[Dataset entries]
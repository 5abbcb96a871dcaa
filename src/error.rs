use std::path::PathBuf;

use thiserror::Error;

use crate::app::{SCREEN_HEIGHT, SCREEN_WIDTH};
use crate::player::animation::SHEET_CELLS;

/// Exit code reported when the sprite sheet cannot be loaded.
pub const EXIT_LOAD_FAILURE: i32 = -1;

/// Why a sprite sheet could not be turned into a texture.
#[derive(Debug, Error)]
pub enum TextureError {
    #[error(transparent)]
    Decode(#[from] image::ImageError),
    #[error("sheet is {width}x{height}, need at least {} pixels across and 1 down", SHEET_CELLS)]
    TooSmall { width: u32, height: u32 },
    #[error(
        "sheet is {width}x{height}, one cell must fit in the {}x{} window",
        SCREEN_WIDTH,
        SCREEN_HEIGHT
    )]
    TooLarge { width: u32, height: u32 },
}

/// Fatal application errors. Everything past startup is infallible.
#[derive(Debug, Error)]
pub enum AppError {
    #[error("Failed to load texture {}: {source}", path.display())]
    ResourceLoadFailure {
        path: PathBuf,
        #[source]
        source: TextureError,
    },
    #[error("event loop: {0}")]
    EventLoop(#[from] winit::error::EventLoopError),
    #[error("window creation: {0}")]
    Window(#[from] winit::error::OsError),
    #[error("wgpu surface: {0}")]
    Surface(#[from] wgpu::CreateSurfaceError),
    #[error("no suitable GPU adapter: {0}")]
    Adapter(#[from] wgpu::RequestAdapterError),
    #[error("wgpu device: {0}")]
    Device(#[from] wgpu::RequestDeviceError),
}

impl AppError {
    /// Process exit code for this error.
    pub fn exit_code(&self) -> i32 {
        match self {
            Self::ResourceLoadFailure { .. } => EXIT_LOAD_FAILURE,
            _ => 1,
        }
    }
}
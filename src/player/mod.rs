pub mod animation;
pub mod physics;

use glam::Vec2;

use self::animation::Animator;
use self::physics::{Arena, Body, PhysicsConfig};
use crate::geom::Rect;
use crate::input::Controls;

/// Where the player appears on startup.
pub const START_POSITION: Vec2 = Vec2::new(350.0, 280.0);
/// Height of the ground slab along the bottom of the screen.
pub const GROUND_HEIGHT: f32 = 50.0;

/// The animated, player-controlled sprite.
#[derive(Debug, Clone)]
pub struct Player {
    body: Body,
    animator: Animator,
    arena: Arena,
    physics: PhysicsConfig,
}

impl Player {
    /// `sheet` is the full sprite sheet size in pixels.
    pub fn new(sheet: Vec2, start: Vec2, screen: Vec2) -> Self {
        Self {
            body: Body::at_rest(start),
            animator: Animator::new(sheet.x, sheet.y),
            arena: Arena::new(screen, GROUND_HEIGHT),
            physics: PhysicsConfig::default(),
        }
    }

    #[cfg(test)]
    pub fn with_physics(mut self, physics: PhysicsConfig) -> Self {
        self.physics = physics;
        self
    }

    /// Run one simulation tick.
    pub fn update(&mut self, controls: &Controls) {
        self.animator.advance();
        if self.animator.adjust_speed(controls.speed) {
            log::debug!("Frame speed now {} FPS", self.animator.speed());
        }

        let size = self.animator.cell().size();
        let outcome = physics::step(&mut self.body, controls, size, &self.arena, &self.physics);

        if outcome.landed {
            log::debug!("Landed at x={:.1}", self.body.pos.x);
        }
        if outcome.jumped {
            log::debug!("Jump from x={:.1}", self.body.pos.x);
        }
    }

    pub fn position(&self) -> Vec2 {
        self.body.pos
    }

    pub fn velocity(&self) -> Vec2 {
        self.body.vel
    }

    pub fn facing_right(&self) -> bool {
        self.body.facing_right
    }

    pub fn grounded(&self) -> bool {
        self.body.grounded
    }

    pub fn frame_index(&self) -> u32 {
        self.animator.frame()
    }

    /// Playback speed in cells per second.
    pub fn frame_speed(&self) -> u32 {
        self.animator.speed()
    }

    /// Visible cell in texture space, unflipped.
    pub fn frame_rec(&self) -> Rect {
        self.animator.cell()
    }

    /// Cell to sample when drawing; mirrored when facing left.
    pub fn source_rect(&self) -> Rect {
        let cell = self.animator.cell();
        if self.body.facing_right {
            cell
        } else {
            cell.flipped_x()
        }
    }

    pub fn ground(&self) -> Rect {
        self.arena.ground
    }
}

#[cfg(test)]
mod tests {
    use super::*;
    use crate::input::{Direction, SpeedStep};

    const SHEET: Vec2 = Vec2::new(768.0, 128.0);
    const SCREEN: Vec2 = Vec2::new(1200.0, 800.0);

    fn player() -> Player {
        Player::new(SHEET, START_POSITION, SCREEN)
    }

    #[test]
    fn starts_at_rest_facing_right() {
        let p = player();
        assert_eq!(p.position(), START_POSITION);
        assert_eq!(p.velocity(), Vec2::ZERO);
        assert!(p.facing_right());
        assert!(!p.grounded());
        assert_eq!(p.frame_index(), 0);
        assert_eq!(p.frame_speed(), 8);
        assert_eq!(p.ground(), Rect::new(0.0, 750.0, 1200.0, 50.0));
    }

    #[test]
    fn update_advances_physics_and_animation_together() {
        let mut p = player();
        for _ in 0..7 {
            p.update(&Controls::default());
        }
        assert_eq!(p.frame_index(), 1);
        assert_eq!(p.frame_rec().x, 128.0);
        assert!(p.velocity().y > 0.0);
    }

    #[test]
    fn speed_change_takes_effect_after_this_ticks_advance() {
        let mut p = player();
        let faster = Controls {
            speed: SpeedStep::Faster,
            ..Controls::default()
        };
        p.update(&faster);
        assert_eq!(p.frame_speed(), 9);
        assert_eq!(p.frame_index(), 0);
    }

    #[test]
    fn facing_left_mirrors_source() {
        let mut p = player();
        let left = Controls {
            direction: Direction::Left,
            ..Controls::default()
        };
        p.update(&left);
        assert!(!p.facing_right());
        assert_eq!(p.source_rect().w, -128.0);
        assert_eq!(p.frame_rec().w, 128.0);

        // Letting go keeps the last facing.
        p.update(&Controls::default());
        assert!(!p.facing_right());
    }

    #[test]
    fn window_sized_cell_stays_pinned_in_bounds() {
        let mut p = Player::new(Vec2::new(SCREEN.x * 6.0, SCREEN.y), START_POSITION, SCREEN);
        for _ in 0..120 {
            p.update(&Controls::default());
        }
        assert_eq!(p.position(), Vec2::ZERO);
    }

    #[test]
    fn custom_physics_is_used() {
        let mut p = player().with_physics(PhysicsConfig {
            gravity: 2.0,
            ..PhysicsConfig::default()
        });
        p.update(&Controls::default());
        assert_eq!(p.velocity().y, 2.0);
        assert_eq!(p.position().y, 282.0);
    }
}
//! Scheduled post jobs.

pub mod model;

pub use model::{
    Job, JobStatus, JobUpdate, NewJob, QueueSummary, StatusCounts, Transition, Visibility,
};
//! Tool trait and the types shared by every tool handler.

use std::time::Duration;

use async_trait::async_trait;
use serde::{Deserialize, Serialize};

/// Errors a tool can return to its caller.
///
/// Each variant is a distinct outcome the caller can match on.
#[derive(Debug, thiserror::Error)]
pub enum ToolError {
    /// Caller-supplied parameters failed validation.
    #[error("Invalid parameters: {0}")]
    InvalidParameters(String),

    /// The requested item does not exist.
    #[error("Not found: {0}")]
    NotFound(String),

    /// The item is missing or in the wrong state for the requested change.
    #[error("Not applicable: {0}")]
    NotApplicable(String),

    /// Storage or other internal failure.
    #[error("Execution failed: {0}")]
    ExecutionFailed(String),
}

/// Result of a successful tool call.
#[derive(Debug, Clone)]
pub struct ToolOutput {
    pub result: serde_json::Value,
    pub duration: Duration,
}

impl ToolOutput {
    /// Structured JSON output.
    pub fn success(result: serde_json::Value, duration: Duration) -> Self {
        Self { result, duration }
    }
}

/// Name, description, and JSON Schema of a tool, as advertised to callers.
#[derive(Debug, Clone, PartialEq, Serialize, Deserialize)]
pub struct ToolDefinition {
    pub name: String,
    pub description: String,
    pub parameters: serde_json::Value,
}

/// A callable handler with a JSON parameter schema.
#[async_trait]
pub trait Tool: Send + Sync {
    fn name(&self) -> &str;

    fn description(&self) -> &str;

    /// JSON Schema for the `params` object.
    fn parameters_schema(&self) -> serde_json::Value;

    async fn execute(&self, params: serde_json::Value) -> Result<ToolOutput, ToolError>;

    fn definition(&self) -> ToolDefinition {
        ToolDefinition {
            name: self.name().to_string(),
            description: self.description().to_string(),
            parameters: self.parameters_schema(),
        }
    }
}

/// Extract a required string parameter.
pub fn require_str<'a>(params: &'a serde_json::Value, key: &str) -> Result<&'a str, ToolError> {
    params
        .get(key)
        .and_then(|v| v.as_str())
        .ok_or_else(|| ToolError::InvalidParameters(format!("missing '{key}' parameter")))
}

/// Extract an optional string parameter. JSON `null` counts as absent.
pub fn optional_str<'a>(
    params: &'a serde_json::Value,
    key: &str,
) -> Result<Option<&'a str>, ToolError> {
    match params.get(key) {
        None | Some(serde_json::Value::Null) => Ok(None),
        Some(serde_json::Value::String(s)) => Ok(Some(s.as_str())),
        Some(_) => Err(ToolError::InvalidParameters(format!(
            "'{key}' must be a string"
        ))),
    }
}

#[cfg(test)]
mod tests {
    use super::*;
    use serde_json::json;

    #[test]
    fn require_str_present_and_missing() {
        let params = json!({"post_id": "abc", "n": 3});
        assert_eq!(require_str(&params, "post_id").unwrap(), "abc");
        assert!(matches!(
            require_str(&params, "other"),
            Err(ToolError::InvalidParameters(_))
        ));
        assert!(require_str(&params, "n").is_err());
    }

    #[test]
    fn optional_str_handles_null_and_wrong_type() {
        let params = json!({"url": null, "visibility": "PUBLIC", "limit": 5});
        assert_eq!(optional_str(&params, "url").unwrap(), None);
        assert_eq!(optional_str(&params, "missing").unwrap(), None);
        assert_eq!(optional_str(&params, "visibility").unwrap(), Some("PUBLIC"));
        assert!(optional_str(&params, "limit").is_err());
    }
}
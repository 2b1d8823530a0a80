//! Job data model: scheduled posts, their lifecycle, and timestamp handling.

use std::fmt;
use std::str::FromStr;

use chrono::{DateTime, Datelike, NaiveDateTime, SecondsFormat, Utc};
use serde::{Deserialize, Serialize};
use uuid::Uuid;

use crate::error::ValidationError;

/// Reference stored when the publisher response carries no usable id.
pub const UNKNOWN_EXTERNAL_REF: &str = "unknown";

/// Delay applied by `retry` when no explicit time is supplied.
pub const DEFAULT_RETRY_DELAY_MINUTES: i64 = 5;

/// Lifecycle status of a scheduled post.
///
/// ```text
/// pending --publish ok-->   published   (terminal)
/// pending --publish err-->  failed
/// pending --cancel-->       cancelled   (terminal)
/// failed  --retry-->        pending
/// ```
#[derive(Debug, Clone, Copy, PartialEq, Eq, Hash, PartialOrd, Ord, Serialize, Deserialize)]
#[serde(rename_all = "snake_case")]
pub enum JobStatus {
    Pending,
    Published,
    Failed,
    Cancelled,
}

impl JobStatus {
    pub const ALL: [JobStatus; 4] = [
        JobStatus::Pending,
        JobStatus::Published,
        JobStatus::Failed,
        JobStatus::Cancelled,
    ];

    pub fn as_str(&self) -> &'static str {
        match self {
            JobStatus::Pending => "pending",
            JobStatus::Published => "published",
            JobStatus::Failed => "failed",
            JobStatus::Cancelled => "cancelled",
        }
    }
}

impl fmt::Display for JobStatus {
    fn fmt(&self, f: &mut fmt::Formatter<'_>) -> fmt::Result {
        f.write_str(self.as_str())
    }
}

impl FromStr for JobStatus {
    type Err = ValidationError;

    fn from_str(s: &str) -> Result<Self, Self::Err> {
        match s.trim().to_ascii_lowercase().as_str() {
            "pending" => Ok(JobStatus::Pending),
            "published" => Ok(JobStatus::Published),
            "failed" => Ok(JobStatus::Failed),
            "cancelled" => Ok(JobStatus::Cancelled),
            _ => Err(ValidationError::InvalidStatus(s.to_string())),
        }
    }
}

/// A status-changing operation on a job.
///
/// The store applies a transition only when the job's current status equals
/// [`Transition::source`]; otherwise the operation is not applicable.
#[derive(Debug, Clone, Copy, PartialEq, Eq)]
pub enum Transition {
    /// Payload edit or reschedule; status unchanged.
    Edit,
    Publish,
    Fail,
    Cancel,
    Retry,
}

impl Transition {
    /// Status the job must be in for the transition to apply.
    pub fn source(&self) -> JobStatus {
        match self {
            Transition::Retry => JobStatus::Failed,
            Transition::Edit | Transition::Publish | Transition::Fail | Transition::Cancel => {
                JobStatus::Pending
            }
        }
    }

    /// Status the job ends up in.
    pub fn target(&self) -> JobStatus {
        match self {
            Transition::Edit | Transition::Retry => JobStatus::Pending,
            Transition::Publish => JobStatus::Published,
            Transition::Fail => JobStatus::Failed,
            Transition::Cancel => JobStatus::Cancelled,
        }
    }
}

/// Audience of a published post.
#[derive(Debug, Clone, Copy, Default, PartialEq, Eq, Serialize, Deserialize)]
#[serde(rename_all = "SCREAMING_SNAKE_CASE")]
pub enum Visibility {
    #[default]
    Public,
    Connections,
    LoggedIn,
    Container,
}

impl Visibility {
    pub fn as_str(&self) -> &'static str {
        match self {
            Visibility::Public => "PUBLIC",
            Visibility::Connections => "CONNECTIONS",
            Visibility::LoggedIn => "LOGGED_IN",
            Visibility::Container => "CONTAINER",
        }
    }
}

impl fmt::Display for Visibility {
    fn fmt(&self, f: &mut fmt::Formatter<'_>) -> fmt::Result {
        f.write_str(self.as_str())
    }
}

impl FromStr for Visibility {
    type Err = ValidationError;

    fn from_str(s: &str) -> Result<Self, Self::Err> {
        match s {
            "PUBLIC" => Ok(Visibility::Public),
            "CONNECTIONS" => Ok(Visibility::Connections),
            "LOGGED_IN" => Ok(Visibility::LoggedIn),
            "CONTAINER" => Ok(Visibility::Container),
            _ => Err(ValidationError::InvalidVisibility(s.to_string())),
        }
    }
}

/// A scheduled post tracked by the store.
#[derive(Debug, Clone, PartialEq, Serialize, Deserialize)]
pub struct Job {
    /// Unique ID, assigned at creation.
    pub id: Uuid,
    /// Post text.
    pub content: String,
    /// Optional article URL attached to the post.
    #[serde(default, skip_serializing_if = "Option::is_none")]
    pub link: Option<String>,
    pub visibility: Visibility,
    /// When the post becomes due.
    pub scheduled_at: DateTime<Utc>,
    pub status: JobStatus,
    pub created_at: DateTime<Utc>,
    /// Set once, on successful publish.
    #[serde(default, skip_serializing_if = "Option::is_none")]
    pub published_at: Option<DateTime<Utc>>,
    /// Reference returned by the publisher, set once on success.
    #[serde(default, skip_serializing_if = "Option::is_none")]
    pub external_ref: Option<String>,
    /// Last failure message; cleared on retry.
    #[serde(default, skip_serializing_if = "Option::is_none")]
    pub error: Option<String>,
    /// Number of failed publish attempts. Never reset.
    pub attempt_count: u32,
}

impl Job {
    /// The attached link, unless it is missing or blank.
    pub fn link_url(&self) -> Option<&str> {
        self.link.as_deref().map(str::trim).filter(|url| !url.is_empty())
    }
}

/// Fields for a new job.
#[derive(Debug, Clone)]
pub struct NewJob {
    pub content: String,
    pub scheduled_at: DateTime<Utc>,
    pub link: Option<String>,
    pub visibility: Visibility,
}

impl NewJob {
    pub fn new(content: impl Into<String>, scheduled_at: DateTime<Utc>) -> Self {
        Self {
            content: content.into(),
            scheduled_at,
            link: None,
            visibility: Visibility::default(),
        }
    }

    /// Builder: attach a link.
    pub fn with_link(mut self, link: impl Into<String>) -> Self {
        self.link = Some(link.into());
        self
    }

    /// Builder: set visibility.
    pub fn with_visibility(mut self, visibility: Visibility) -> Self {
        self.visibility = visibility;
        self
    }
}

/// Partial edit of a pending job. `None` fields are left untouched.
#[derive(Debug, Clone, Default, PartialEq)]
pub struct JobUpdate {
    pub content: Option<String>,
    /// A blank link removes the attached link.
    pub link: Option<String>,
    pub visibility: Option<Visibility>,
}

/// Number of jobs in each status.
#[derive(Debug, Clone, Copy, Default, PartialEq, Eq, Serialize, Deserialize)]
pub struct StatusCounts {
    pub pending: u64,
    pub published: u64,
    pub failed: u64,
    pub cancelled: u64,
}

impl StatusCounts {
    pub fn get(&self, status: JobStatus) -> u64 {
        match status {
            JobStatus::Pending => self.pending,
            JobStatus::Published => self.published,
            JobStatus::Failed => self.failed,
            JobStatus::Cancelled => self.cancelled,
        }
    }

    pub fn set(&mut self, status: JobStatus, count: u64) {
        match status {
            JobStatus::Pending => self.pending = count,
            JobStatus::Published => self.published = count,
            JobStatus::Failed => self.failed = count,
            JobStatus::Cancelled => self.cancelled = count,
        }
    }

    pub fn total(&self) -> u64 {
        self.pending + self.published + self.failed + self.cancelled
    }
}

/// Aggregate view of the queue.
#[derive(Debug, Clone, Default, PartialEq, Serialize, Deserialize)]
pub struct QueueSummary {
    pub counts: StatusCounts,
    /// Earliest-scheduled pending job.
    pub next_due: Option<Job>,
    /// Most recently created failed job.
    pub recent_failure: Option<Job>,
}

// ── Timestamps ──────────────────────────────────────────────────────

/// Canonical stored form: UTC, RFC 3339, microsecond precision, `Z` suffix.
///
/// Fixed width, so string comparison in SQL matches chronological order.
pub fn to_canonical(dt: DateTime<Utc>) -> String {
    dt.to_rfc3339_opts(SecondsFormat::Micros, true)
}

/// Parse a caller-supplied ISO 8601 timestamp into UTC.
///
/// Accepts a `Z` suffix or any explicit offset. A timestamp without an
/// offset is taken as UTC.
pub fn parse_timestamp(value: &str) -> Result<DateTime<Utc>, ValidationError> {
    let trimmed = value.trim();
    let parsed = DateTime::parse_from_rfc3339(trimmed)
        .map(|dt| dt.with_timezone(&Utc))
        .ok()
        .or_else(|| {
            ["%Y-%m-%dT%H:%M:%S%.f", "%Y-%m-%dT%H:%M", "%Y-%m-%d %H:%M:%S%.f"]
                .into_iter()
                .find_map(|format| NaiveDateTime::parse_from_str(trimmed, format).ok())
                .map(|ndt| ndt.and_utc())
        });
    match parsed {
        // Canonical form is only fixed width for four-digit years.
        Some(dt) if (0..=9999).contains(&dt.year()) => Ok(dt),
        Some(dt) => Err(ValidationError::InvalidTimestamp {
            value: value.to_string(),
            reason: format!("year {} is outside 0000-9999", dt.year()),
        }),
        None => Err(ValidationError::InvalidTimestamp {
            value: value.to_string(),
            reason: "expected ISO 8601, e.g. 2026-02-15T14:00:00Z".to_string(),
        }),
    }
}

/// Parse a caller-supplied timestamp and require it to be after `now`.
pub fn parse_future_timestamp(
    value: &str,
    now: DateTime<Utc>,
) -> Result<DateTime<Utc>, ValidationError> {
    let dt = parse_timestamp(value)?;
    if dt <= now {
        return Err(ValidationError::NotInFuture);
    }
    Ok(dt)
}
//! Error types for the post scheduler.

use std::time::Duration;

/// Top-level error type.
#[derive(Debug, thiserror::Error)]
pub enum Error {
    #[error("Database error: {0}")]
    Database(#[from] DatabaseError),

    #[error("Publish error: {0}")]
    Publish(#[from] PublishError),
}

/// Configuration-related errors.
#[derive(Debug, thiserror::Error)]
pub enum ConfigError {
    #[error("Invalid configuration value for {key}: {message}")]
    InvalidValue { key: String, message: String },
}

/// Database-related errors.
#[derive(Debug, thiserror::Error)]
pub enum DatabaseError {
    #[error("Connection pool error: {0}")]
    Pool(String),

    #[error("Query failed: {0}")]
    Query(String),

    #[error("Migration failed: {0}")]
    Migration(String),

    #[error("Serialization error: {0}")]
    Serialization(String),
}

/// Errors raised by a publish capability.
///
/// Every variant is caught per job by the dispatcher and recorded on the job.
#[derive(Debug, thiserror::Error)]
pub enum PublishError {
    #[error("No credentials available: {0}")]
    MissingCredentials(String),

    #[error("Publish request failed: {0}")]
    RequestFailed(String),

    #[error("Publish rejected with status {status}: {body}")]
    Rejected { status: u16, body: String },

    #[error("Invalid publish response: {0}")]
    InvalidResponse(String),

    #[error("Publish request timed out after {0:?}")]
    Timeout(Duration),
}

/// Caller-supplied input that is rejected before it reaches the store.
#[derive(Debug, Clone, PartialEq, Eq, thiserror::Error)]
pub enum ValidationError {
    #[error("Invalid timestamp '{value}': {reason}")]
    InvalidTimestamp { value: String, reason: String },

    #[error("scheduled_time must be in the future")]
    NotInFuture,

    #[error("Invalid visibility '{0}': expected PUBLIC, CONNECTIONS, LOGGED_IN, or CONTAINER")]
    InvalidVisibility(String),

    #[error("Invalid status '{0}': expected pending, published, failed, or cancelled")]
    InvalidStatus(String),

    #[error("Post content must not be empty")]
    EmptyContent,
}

**Task objective**
Look through the preceding entries for the word "suffix". Report how many lines hold it, and only that number.

**Exercise response**
2